**** DATA SHOWN ****

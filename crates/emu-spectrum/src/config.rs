//! Spectrum model configuration.

use std::fmt;

use sinclair_ula::{TimingError, TimingParams};

use crate::memory::{BANK_SIZE, MemoryLayout};

/// Supported Spectrum models.
#[derive(Debug, Clone, Copy, PartialEq, Eq)]
pub enum SpectrumModel {
    Spectrum48K,
    Spectrum128K,
    SpectrumPlus3,
    SpectrumNext,
}

impl SpectrumModel {
    #[must_use]
    pub fn name(self) -> &'static str {
        match self {
            Self::Spectrum48K => "48K",
            Self::Spectrum128K => "128K",
            Self::SpectrumPlus3 => "+3",
            Self::SpectrumNext => "Next",
        }
    }

    #[must_use]
    pub fn timing(self) -> TimingParams {
        match self {
            Self::Spectrum48K => TimingParams::spectrum_48k(),
            _ => TimingParams::spectrum_128k(),
        }
    }

    #[must_use]
    pub fn memory_layout(self) -> MemoryLayout {
        match self {
            Self::Spectrum48K => MemoryLayout::spectrum_48k(),
            Self::Spectrum128K => MemoryLayout::spectrum_128k(),
            Self::SpectrumPlus3 => MemoryLayout::spectrum_plus3(),
            Self::SpectrumNext => MemoryLayout::spectrum_next(),
        }
    }

    /// Nominal CPU clock in Hz.
    #[must_use]
    pub fn cpu_frequency(self) -> u32 {
        match self {
            Self::Spectrum48K | Self::SpectrumNext => 3_500_000,
            Self::Spectrum128K | Self::SpectrumPlus3 => 3_546_900,
        }
    }
}

/// Which ULA revision drives bit 6 of port $FE when no tape is playing.
#[derive(Debug, Clone, Copy, PartialEq, Eq, Default)]
pub enum UlaIssue {
    /// Echoes EAR or MIC output.
    Two,
    /// Echoes EAR output only.
    #[default]
    Three,
}

/// Configuration for creating a Spectrum instance.
#[derive(Debug, Clone)]
pub struct SpectrumConfig {
    pub model: SpectrumModel,
    /// One 16,384-byte image per ROM the model has (1, 2, 4, 4).
    pub roms: Vec<Vec<u8>>,
    pub ula_issue: UlaIssue,
    /// CPU clock in Hz; sets the FLASH rate.
    pub cpu_frequency: u32,
    /// Override the model's screen timing.
    pub timing: Option<TimingParams>,
    /// Fit a Kempston joystick interface on port $1F.
    pub kempston: bool,
}

impl SpectrumConfig {
    /// Default settings for `model` with the given ROM images.
    #[must_use]
    pub fn new(model: SpectrumModel, roms: Vec<Vec<u8>>) -> Self {
        Self {
            model,
            roms,
            ula_issue: UlaIssue::default(),
            cpu_frequency: model.cpu_frequency(),
            timing: None,
            kempston: false,
        }
    }

    /// Check ROM images against the model.
    pub fn validate(&self) -> Result<(), ConfigError> {
        let expected = self.model.memory_layout().rom_count;
        if self.roms.len() != expected {
            return Err(ConfigError::RomCount {
                model: self.model,
                expected,
                found: self.roms.len(),
            });
        }
        if let Some((index, rom)) = self
            .roms
            .iter()
            .enumerate()
            .find(|(_, rom)| rom.len() != BANK_SIZE)
        {
            return Err(ConfigError::RomSize {
                index,
                found: rom.len(),
            });
        }
        if self.cpu_frequency == 0 {
            return Err(ConfigError::CpuFrequency);
        }
        Ok(())
    }
}

/// Why a machine could not be built.
#[derive(Debug, Clone, PartialEq, Eq)]
pub enum ConfigError {
    RomCount {
        model: SpectrumModel,
        expected: usize,
        found: usize,
    },
    RomSize {
        index: usize,
        found: usize,
    },
    CpuFrequency,
    Timing(TimingError),
}

impl fmt::Display for ConfigError {
    fn fmt(&self, f: &mut fmt::Formatter<'_>) -> fmt::Result {
        match self {
            Self::RomCount {
                model,
                expected,
                found,
            } => write!(
                f,
                "Spectrum {} needs {expected} ROM images, got {found}",
                model.name()
            ),
            Self::RomSize { index, found } => {
                write!(f, "ROM {index} must be exactly 16384 bytes, got {found}")
            }
            Self::CpuFrequency => write!(f, "CPU frequency must be non-zero"),
            Self::Timing(e) => write!(f, "invalid screen timing: {e}"),
        }
    }
}

impl std::error::Error for ConfigError {
    fn source(&self) -> Option<&(dyn std::error::Error + 'static)> {
        match self {
            Self::Timing(e) => Some(e),
            _ => None,
        }
    }
}

impl From<TimingError> for ConfigError {
    fn from(e: TimingError) -> Self {
        Self::Timing(e)
    }
}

****

EXERCISE GOAL >> Reproduce the records above exactly as they appear.

RESULT FOR THIS EXERCISE >>
filename crates/emu-spectrum/src/config.rs
//! Spectrum model configuration.

use std::fmt;

use sinclair_ula::{TimingError, TimingParams};

use crate::memory::{BANK_SIZE, MemoryLayout};

/// Supported Spectrum models.
#[derive(Debug, Clone, Copy, PartialEq, Eq)]
pub enum SpectrumModel {
    Spectrum48K,
    Spectrum128K,
    SpectrumPlus3,
    SpectrumNext,
}

impl SpectrumModel {
    #[must_use]
    pub fn name(self) -> &'static str {
        match self {
            Self::Spectrum48K => "48K",
            Self::Spectrum128K => "128K",
            Self::SpectrumPlus3 => "+3",
            Self::SpectrumNext => "Next",
        }
    }

    #[must_use]
    pub fn timing(self) -> TimingParams {
        match self {
            Self::Spectrum48K => TimingParams::spectrum_48k(),
            _ => TimingParams::spectrum_128k(),
        }
    }

    #[must_use]
    pub fn memory_layout(self) -> MemoryLayout {
        match self {
            Self::Spectrum48K => MemoryLayout::spectrum_48k(),
            Self::Spectrum128K => MemoryLayout::spectrum_128k(),
            Self::SpectrumPlus3 => MemoryLayout::spectrum_plus3(),
            Self::SpectrumNext => MemoryLayout::spectrum_next(),
        }
    }

    /// Nominal CPU clock in Hz.
    #[must_use]
    pub fn cpu_frequency(self) -> u32 {
        match self {
            Self::Spectrum48K | Self::SpectrumNext => 3_500_000,
            Self::Spectrum128K | Self::SpectrumPlus3 => 3_546_900,
        }
    }
}

/// Which ULA revision drives bit 6 of port $FE when no tape is playing.
#[derive(Debug, Clone, Copy, PartialEq, Eq, Default)]
pub enum UlaIssue {
    /// Echoes EAR or MIC output.
    Two,
    /// Echoes EAR output only.
    #[default]
    Three,
}

/// Configuration for creating a Spectrum instance.
#[derive(Debug, Clone)]
pub struct SpectrumConfig {
    pub model: SpectrumModel,
    /// One 16,384-byte image per ROM the model has (1, 2, 4, 4).
    pub roms: Vec<Vec<u8>>,
    pub ula_issue: UlaIssue,
    /// CPU clock in Hz; sets the FLASH rate.
    pub cpu_frequency: u32,
    /// Override the model's screen timing.
    pub timing: Option<TimingParams>,
    /// Fit a Kempston joystick interface on port $1F.
    pub kempston: bool,
}

impl SpectrumConfig {
    /// Default settings for `model` with the given ROM images.
    #[must_use]
    pub fn new(model: SpectrumModel, roms: Vec<Vec<u8>>) -> Self {
        Self {
            model,
            roms,
            ula_issue: UlaIssue::default(),
            cpu_frequency: model.cpu_frequency(),
            timing: None,
            kempston: false,
        }
    }

    /// Check ROM images against the model.
    pub fn validate(&self) -> Result<(), ConfigError> {
        let expected = self.model.memory_layout().rom_count;
        if self.roms.len() != expected {
            return Err(ConfigError::RomCount {
                model: self.model,
                expected,
                found: self.roms.len(),
            });
        }
        if let Some((index, rom)) = self
            .roms
            .iter()
            .enumerate()
            .find(|(_, rom)| rom.len() != BANK_SIZE)
        {
            return Err(ConfigError::RomSize {
                index,
                found: rom.len(),
            });
        }
        if self.cpu_frequency == 0 {
            return Err(ConfigError::CpuFrequency);
        }
        Ok(())
    }
}

/// Why a machine could not be built.
#[derive(Debug, Clone, PartialEq, Eq)]
pub enum ConfigError {
    RomCount {
        model: SpectrumModel,
        expected: usize,
        found: usize,
    },
    RomSize {
        index: usize,
        found: usize,
    },
    CpuFrequency,
    Timing(TimingError),
}

impl fmt::Display for ConfigError {
    fn fmt(&self, f: &mut fmt::Formatter<'_>) -> fmt::Result {
        match self {
            Self::RomCount {
                model,
                expected,
                found,
            } => write!(
                f,
                "Spectrum {} needs {expected} ROM images, got {found}",
                model.name()
            ),
            Self::RomSize { index, found } => {
                write!(f, "ROM {index} must be exactly 16384 bytes, got {found}")
            }
            Self::CpuFrequency => write!(f, "CPU frequency must be non-zero"),
            Self::Timing(e) => write!(f, "invalid screen timing: {e}"),
        }
    }
}

impl std::error::Error for ConfigError {
    fn source(&self) -> Option<&(dyn std::error::Error + 'static)> {
        match self {
            Self::Timing(e) => Some(e),
            _ => None,
        }
    }
}

impl From<TimingError> for ConfigError {
    fn from(e: TimingError) -> Self {
        Self::Timing(e)
    }
}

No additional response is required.